Shared meals. Walkable communities. Arts and fitness amenities. Caring neighbors. Multi-generational demographics.

These are just some of the attributes of a typical co-housing community, a concept in which like-minded people come together to create their own community. Such communities are created with mutual values and interests in mind. Co-housing properties include shared space—a common house for dining and hobbies, for example—and green space. Residents also participate in activities that benefit the whole community, such as gardening and communal meal preparation.

When you’re working with a REALTOR® to sell your primary residence or you’re considering downsizing, ask your REALTOR® about co-housing. Some practitioners, such as Neshama Abraham Paiss, a broker-associate with Keller Williams Front Range Properties and co-founder of Elder Co-housing Network, Boulder, Colorado, are starting to include co-housing as specialties and can help you find an existing community or introduce you to others working to develop one. “We’re also able to help groups find land and we refer interested parties to experienced brokers in other parts of the country,” she says.

For many Seniors and Boomers, co-housing is more appealing than other living options, such as seniors-only buildings or nursing homes, because residents live in safe, nurturing environments, where neighbors care for one another. Neshama believes “A co-housing community is a vivid, spontaneous, vibrant setting—just the opposite of most care facilities.”

Usually, a group of like-minded people join forces to develop a co-housing community. That includes defining a mission, choosing a site, determining the
physical components, deciding on shared duties (landscaping, cooking, and so forth), and working with experts, such as REALTORS® and builders, to locate and buy sites (land or existing buildings) and
build or renovate the facilities.
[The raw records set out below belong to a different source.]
//! EODHD end-of-day bar provider.

use crate::domain::bar::Bar;
use crate::domain::error::{ProviderError, ScopeError};
use crate::domain::segment::MarketSegment;
use crate::ports::config_port::ConfigPort;
use crate::ports::provider_port::ProviderPort;
use async_trait::async_trait;
use chrono::NaiveDate;
use serde_json::Value;
use std::sync::Arc;
use std::time::{Duration, Instant};
use tokio::sync::Mutex;
use tracing::debug;

pub const DEFAULT_BASE_URL: &str = "https://eodhd.com";
pub const API_KEY_ENV: &str = "EXTREMESCOPE_PROVIDER_API_KEY";

#[derive(Debug, Clone)]
pub struct ProviderConfig {
    /// `false` keeps the provider off even when a key is present.
    pub enabled: bool,
    pub base_url: String,
    pub api_key: Option<String>,
    pub max_requests_per_minute: u32,
    pub timeout: Duration,
}

impl ProviderConfig {
    /// Reads the `[provider]` section. The API key falls back to the
    /// environment when the file leaves it blank.
    pub fn from_config(config: &dyn ConfigPort) -> Self {
        let api_key = config
            .get_string("provider", "api_key")
            .or_else(|| std::env::var(API_KEY_ENV).ok())
            .filter(|k| !k.trim().is_empty());

        Self {
            enabled: config.get_bool("provider", "enabled", true),
            base_url: config
                .get_string("provider", "base_url")
                .unwrap_or_else(|| DEFAULT_BASE_URL.to_string()),
            api_key,
            max_requests_per_minute: config
                .get_int("provider", "max_requests_per_minute", 60)
                .max(1) as u32,
            timeout: Duration::from_secs(config.get_int("provider", "timeout_secs", 10).max(1) as u64),
        }
    }
}

pub struct EodhdProvider {
    config: ProviderConfig,
    api_key: String,
    http: reqwest::Client,
    rate_limiter: Arc<Mutex<RateLimiter>>,
}

impl EodhdProvider {
    pub fn new(config: ProviderConfig) -> Result<Self, ProviderError> {
        let api_key = config.api_key.clone().ok_or(ProviderError::MissingApiKey)?;
        let http = reqwest::Client::builder()
            .user_agent(concat!("extremescope/", env!("CARGO_PKG_VERSION")))
            .timeout(config.timeout)
            .build()?;
        Ok(Self {
            rate_limiter: Arc::new(Mutex::new(RateLimiter::new(config.max_requests_per_minute))),
            api_key,
            config,
            http,
        })
    }

    /// `None` when the provider is disabled or no API key is configured;
    /// other construction failures are surfaced as config errors.
    pub fn from_config(config: &dyn ConfigPort) -> Result<Option<Self>, ScopeError> {
        let config = ProviderConfig::from_config(config);
        if !config.enabled {
            debug!("provider disabled in config");
            return Ok(None);
        }
        match Self::new(config) {
            Ok(provider) => Ok(Some(provider)),
            Err(ProviderError::MissingApiKey) => Ok(None),
            Err(e) => Err(ScopeError::ConfigInvalid {
                section: "provider".into(),
                key: "base_url".into(),
                reason: e.to_string(),
            }),
        }
    }

    fn endpoint(&self, instrument: &str, segment: MarketSegment) -> String {
        format!(
            "{}/api/eod/{}.{}",
            self.config.base_url.trim_end_matches('/'),
            instrument,
            segment.as_str()
        )
    }
}

#[async_trait]
impl ProviderPort for EodhdProvider {
    async fn fetch_daily_bars(
        &self,
        instrument: &str,
        segment: MarketSegment,
        from: NaiveDate,
        to: NaiveDate,
    ) -> Result<Vec<Bar>, ProviderError> {
        self.rate_limiter.lock().await.try_acquire()?;

        let from = from.format("%Y-%m-%d").to_string();
        let to = to.format("%Y-%m-%d").to_string();
        let resp = self
            .http
            .get(self.endpoint(instrument, segment))
            .query(&[
                ("api_token", self.api_key.as_str()),
                ("from", from.as_str()),
                ("to", to.as_str()),
                ("fmt", "json"),
            ])
            .send()
            .await?;

        let status = resp.status();
        if status == reqwest::StatusCode::TOO_MANY_REQUESTS {
            return Err(ProviderError::RateLimited);
        }
        if !status.is_success() {
            return Err(ProviderError::Status(status.as_u16()));
        }

        let json: Value = resp.json().await?;
        let bars = parse_eod_payload(&json)?;
        debug!(instrument, segment = %segment, bars = bars.len(), "provider bars fetched");
        Ok(bars)
    }
}

/// Parses the EOD array into ascending bars. Rows with an unparseable date
/// are rejected; a missing volume is kept as `None`.
pub fn parse_eod_payload(json: &Value) -> Result<Vec<Bar>, ProviderError> {
    let rows = json
        .as_array()
        .ok_or_else(|| ProviderError::Parse("expected a JSON array".to_string()))?;

    let mut bars = Vec::with_capacity(rows.len());
    for row in rows {
        let date_str = row
            .get("date")
            .and_then(Value::as_str)
            .ok_or_else(|| ProviderError::Parse("row without date".to_string()))?;
        let date = NaiveDate::parse_from_str(date_str, "%Y-%m-%d")
            .map_err(|e| ProviderError::Parse(format!("invalid date {date_str}: {e}")))?;
        bars.push(Bar {
            date,
            open: number(row, "open", date_str)?,
            high: number(row, "high", date_str)?,
            low: number(row, "low", date_str)?,
            close: number(row, "close", date_str)?,
            volume: row.get("volume").and_then(Value::as_f64),
        });
    }
    bars.sort_by_key(|b| b.date);
    Ok(bars)
}

fn number(row: &Value, key: &str, date: &str) -> Result<f64, ProviderError> {
    row.get(key)
        .and_then(Value::as_f64)
        .ok_or_else(|| ProviderError::Parse(format!("missing {key} for {date}")))
}

struct RateLimiter {
    capacity: f64,
    tokens: f64,
    refill_per_sec: f64,
    last_refill: Instant,
}

impl RateLimiter {
    fn new(max_per_minute: u32) -> Self {
        let capacity = max_per_minute as f64;
        Self {
            capacity,
            tokens: capacity,
            refill_per_sec: capacity / 60.0,
            last_refill: Instant::now(),
        }
    }

    fn try_acquire(&mut self) -> Result<(), ProviderError> {
        self.refill();
        if self.tokens < 1.0 {
            return Err(ProviderError::RateLimited);
        }
        self.tokens -= 1.0;
        Ok(())
    }

    fn refill(&mut self) {
        let elapsed = self.last_refill.elapsed().as_secs_f64();
        self.tokens = (self.tokens + elapsed * self.refill_per_sec).min(self.capacity);
        self.last_refill = Instant::now();
    }
}
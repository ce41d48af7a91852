//! Market segments and their indicator table schemas.
//!
//! Segments do not share one schema: the US table carries no extreme tags
//! and only some rank columns. Every column the core reads is resolved
//! through [`SegmentSchema`] instead of probing rows for keys.

use crate::domain::error::ScopeError;
use serde::{Deserialize, Serialize};
use std::fmt;
use std::str::FromStr;

#[derive(Debug, Clone, Copy, PartialEq, Eq, Hash, Serialize, Deserialize)]
pub enum MarketSegment {
    #[serde(rename = "NSE")]
    Nse,
    #[serde(rename = "US")]
    Us,
}

impl MarketSegment {
    pub const ALL: [MarketSegment; 2] = [MarketSegment::Nse, MarketSegment::Us];

    pub fn as_str(&self) -> &'static str {
        match self {
            MarketSegment::Nse => "NSE",
            MarketSegment::Us => "US",
        }
    }

    pub fn schema(&self) -> &'static SegmentSchema {
        match self {
            MarketSegment::Nse => &NSE_SCHEMA,
            MarketSegment::Us => &US_SCHEMA,
        }
    }
}

impl FromStr for MarketSegment {
    type Err = ScopeError;

    fn from_str(s: &str) -> Result<Self, Self::Err> {
        match s.trim().to_ascii_uppercase().as_str() {
            "NSE" => Ok(MarketSegment::Nse),
            "US" => Ok(MarketSegment::Us),
            other => Err(ScopeError::UnknownSegment(other.to_string())),
        }
    }
}

impl fmt::Display for MarketSegment {
    fn fmt(&self, f: &mut fmt::Formatter<'_>) -> fmt::Result {
        f.write_str(self.as_str())
    }
}

#[derive(Debug)]
pub struct SegmentSchema {
    pub table: &'static str,
    /// Rows of a shared table are filtered by `exchange = <segment>`.
    pub has_exchange_column: bool,
    /// Numeric columns: indicator values and precomputed ranks.
    pub numeric_columns: &'static [&'static str],
    /// Text columns: extreme tags.
    pub tag_columns: &'static [&'static str],
}

impl SegmentSchema {
    pub fn has_column(&self, column: &str) -> bool {
        self.numeric_columns.contains(&column) || self.tag_columns.contains(&column)
    }

    pub fn require(&self, segment: MarketSegment, column: &str) -> Result<(), ScopeError> {
        if self.has_column(column) {
            Ok(())
        } else {
            Err(ScopeError::SchemaGap {
                segment: segment.to_string(),
                column: column.to_string(),
            })
        }
    }

    /// Columns that hold indicator values, as opposed to ranks.
    pub fn value_columns(&self) -> impl Iterator<Item = &'static str> + '_ {
        self.numeric_columns
            .iter()
            .copied()
            .filter(|c| !c.ends_with("_rank"))
    }
}

const NSE_SCHEMA: SegmentSchema = SegmentSchema {
    table: "stock_indicators",
    has_exchange_column: true,
    numeric_columns: &[
        "rsi_14_value",
        "rsi_14_rank",
        "macd_value",
        "macd_z_score",
        "macd_rank",
        "bollinger_z_value",
        "bollinger_z_score",
        "bollinger_rank",
        "bollinger_breakout_value",
        "bollinger_breakout_rank",
        "adx_14_value",
        "adx_14_rank",
        "cmf_20_value",
        "cmf_20_rank",
        "ema_fast",
        "ema_slow",
        "sma_normalized",
        "slope_normalized",
        "avgvol_normalized",
        "avgvolccy_normalized",
        "obv",
        "obv_z",
        "atr_14",
        "atr_normalized",
        "beta",
        "stddev_normalized",
        "vwap_deviation",
        "volume_ratio",
    ],
    tag_columns: &[
        "rsi_14_extreme",
        "macd_extreme",
        "bollinger_z_extreme",
        "bollinger_breakout_extreme",
        "adx_14_extreme",
        "cmf_20_extreme",
    ],
};

const US_SCHEMA: SegmentSchema = SegmentSchema {
    table: "stock_indicators_us",
    has_exchange_column: false,
    numeric_columns: &[
        "rsi_14_value",
        "rsi_14_rank",
        "macd_value",
        "macd_z_score",
        "bollinger_z_value",
        "bollinger_z_score",
        "adx_14_value",
        "adx_14_rank",
        "cmf_20_value",
        "ema_fast",
        "ema_slow",
        "sma_normalized",
        "slope_normalized",
        "avgvol_normalized",
        "obv",
        "obv_z",
        "atr_14",
        "atr_normalized",
        "beta",
        "stddev_normalized",
        "volume_ratio",
    ],
    tag_columns: &[],
};
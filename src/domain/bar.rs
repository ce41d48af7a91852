//! Daily price bar.

use chrono::NaiveDate;
use serde::{Deserialize, Serialize};

/// One trading day for one instrument. The date key serializes as `time`,
/// the field name chart clients expect.
#[derive(Debug, Clone, PartialEq, Serialize, Deserialize)]
pub struct Bar {
    #[serde(rename = "time")]
    pub date: NaiveDate,
    pub open: f64,
    pub high: f64,
    pub low: f64,
    pub close: f64,
    #[serde(default, skip_serializing_if = "Option::is_none")]
    pub volume: Option<f64>,
}

impl Bar {
    pub fn is_up(&self) -> bool {
        self.close >= self.open
    }
}

/// True when the sequence is strictly ascending by date (so also free of duplicates).
pub fn is_strictly_ordered(bars: &[Bar]) -> bool {
    bars.windows(2).all(|w| w[0].date < w[1].date)
}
Another option is to buy into an existing community.

Abraham Paiss emphasizes that co-housing is not a commune. “There’s no shared income, and people pay monthly homeownership dues to maintain the property. No guru, leader, or religious person directs people’s thinking or activities. Everyone is independent and free,” she explains.

Though each person or family owns a unit (a house or condo, for instance), residents benefit from access to shared amenities, such as a common house, communal kitchens, art studios, guest rooms for visitors, and space for exercise and lectures. Residents have as much privacy as they wish, but can always find companionship and social events within the neighborhood. In addition, newer communities are being designed to accommodate aging-in-place, by designing common areas with no steps, for instance, and creating gardens that are wheelchair-accessible.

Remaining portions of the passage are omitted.